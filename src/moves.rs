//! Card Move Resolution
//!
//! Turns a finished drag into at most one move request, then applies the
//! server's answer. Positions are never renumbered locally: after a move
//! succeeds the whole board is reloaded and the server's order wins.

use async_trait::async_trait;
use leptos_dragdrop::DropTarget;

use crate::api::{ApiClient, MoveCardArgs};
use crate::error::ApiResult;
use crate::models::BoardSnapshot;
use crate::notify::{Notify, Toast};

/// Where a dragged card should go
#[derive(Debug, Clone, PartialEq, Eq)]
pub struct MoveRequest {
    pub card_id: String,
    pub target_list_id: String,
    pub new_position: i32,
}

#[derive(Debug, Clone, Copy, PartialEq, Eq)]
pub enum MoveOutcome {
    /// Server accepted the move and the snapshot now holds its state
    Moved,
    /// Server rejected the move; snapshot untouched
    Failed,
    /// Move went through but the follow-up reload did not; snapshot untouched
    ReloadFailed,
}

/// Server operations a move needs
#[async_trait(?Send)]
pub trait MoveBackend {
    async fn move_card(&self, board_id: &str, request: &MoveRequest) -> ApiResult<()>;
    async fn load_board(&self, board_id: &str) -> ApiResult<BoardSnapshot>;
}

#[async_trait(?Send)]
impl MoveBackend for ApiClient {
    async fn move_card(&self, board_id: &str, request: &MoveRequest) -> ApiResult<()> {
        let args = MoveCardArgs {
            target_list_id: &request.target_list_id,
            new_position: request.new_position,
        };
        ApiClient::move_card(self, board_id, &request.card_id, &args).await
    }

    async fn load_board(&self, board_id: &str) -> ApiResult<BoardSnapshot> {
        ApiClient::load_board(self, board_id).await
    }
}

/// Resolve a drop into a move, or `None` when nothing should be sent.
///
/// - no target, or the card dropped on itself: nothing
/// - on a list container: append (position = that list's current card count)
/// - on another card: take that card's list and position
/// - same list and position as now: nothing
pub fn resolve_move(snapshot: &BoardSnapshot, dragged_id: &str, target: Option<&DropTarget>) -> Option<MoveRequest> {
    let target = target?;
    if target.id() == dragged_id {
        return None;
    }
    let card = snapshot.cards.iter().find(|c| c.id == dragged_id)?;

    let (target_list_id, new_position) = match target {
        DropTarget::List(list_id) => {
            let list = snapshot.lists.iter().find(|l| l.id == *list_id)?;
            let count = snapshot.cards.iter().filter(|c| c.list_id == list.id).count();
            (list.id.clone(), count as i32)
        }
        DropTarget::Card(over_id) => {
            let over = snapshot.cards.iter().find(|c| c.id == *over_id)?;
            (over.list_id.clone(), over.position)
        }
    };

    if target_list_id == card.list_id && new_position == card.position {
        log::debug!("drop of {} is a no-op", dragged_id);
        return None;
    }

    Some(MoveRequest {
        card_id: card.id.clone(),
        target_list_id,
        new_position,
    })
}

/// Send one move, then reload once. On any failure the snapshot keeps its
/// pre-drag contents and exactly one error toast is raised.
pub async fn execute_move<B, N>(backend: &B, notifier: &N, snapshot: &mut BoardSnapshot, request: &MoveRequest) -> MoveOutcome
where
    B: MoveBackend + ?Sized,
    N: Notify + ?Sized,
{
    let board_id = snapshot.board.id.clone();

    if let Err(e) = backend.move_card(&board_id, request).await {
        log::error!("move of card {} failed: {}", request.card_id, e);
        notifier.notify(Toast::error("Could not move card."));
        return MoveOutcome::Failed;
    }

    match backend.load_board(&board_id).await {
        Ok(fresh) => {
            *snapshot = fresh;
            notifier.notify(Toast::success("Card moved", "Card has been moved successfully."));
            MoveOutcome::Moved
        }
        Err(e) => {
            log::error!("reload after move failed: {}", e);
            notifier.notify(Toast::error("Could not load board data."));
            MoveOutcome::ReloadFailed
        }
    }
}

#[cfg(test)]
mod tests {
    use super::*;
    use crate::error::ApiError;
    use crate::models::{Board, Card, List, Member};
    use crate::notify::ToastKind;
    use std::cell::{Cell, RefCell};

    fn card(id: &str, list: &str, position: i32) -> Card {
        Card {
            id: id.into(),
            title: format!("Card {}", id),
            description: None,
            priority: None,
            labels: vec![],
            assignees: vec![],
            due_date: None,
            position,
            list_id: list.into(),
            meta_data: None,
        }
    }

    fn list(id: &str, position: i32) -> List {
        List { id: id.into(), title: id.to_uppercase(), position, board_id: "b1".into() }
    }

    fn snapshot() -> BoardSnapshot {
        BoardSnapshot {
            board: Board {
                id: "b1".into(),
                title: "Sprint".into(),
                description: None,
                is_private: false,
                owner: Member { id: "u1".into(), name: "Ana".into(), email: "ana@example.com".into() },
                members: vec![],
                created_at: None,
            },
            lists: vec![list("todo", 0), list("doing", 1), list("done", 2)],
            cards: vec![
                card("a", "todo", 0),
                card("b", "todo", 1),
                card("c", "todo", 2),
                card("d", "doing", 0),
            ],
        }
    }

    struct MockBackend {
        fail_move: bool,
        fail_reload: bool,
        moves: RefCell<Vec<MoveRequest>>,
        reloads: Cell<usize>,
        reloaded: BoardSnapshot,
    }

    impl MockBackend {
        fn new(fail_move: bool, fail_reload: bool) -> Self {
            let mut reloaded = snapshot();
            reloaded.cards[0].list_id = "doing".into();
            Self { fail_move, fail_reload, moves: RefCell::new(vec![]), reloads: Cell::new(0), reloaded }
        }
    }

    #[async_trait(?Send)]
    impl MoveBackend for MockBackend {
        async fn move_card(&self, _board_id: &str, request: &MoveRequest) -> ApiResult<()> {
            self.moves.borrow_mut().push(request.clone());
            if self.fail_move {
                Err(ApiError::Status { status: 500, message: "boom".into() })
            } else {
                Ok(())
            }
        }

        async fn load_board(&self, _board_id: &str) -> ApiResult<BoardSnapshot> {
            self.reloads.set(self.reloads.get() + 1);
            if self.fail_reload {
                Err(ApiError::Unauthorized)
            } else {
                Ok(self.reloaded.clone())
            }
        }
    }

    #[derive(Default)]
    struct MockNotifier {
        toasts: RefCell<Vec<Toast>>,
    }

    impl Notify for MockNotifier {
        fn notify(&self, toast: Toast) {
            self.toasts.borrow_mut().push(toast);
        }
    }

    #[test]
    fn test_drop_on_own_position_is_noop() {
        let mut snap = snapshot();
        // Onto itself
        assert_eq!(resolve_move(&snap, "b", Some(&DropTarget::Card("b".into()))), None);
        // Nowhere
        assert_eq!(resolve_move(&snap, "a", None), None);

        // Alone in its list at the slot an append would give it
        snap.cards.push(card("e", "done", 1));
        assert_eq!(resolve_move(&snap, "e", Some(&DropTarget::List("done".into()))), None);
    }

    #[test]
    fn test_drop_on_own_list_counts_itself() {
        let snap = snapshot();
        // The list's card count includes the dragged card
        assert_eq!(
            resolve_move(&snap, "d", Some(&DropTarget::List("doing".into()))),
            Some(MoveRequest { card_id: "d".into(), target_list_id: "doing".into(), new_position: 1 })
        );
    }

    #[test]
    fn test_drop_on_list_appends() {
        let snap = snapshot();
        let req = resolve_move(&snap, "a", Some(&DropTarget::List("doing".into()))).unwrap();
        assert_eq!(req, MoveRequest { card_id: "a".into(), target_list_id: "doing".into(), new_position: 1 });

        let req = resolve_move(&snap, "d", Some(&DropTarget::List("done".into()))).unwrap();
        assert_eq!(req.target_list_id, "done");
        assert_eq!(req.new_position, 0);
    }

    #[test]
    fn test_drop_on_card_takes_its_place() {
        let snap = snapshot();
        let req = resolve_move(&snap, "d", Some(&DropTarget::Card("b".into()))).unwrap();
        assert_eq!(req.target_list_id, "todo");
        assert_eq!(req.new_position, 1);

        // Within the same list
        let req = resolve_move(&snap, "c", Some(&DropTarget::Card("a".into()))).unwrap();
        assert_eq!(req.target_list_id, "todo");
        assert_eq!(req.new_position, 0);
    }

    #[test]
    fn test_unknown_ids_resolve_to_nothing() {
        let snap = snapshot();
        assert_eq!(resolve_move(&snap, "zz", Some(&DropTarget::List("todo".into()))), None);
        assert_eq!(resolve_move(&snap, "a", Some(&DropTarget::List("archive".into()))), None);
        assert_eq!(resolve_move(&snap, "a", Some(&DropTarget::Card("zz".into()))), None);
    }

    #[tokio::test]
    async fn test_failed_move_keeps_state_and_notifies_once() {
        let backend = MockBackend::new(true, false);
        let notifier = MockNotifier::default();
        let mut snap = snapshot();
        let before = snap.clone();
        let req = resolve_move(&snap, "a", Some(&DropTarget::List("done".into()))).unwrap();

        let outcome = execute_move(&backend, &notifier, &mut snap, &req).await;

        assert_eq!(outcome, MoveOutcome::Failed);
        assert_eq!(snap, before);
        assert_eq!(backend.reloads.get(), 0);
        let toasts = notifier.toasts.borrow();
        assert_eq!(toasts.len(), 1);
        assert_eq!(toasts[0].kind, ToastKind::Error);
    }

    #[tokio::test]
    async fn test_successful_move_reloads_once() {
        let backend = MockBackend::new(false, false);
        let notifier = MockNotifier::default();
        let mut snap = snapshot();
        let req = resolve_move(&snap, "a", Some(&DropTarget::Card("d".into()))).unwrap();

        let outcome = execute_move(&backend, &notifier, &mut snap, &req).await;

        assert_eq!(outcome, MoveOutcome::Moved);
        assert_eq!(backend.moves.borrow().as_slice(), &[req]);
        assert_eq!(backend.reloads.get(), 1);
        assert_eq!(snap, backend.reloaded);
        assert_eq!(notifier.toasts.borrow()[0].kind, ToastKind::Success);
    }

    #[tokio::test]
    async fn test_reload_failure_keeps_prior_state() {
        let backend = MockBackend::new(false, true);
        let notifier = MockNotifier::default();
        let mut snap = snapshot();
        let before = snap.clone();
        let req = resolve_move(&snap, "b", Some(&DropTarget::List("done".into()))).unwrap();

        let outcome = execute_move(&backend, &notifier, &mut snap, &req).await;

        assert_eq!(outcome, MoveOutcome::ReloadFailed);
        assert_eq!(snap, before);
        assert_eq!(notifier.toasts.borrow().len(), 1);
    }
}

● ● ● ● ● ● ●

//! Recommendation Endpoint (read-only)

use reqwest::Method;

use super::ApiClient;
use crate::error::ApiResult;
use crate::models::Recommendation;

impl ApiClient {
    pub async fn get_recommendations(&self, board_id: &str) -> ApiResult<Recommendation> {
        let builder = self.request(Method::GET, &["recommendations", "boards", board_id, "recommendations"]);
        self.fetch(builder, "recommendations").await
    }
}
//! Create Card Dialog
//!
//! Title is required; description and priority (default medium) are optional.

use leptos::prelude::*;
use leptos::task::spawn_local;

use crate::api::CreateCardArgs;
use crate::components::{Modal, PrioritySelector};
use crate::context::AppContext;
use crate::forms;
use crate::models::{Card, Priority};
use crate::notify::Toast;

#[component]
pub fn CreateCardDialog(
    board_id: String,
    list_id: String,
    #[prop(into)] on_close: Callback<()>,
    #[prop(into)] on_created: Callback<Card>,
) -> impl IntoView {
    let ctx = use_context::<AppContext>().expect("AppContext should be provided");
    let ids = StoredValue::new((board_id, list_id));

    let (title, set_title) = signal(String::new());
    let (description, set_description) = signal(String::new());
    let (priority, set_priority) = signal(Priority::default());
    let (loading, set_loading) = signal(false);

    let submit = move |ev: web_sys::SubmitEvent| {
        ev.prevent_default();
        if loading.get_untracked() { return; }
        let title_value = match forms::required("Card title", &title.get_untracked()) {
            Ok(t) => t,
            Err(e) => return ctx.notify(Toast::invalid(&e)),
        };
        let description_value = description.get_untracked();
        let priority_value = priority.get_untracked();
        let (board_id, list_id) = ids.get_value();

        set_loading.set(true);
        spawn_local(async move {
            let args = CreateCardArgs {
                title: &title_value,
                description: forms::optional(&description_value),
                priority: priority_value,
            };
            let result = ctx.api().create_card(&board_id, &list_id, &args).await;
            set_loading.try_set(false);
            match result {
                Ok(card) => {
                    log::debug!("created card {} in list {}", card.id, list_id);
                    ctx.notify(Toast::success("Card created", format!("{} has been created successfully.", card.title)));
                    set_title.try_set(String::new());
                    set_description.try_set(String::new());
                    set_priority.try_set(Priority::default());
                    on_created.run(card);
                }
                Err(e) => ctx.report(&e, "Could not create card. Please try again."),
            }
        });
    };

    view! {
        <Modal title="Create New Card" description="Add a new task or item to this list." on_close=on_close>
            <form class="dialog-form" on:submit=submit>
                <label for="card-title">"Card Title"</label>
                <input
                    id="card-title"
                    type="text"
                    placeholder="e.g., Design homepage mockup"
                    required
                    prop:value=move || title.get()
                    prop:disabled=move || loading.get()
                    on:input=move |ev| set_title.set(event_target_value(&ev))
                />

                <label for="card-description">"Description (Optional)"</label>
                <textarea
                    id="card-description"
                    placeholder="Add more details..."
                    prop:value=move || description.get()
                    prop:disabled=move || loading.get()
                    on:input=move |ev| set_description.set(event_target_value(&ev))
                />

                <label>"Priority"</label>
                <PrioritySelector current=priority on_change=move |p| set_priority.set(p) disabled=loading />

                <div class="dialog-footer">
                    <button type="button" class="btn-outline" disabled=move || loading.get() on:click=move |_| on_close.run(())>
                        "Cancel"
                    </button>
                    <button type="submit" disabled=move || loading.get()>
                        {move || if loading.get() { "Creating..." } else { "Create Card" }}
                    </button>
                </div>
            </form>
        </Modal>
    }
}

● ● ● ● ● ● ●

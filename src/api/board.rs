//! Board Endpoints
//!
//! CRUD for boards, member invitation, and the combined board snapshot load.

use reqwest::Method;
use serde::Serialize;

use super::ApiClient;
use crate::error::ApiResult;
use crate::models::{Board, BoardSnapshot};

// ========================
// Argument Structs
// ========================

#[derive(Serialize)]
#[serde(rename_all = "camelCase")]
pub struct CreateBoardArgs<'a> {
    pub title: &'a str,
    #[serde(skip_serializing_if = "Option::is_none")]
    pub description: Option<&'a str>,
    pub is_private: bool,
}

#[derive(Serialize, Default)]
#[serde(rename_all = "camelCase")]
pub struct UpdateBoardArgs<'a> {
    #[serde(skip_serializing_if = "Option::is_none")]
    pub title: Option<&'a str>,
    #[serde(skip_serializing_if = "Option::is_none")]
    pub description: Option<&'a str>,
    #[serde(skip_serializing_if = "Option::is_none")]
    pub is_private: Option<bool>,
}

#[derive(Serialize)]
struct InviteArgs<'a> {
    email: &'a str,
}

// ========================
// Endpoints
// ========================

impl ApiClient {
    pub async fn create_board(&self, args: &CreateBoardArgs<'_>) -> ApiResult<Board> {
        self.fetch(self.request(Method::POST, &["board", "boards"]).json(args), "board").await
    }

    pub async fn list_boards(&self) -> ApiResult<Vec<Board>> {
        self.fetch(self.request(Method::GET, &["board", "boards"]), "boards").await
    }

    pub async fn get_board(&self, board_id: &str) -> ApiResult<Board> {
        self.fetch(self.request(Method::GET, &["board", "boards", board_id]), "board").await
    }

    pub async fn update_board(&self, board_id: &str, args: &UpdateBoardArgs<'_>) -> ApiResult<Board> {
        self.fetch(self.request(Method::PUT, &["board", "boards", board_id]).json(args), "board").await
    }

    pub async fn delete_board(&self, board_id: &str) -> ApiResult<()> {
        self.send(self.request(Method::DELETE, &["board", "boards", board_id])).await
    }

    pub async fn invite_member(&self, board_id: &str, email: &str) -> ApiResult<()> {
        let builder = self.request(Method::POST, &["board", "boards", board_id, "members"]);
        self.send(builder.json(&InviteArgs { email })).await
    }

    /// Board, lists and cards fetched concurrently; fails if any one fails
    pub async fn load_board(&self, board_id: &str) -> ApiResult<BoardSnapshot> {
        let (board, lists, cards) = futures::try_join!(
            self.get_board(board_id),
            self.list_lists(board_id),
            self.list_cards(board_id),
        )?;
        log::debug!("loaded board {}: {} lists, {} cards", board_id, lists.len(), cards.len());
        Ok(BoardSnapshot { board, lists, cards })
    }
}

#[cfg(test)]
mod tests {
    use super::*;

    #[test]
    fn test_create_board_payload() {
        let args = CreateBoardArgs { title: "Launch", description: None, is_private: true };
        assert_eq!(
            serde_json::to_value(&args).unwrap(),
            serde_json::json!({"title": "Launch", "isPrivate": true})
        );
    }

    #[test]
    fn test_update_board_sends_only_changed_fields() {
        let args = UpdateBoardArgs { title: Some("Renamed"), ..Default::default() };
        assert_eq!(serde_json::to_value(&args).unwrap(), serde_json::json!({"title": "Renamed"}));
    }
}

● ● ● ● ● ● ●

**What you will do:**
Only lines with the word "ReloadFailed" are wanted, so copy each one from the records.

**Solution below:**
    ReloadFailed,
            MoveOutcome::ReloadFailed
        assert_eq!(outcome, MoveOutcome::ReloadFailed);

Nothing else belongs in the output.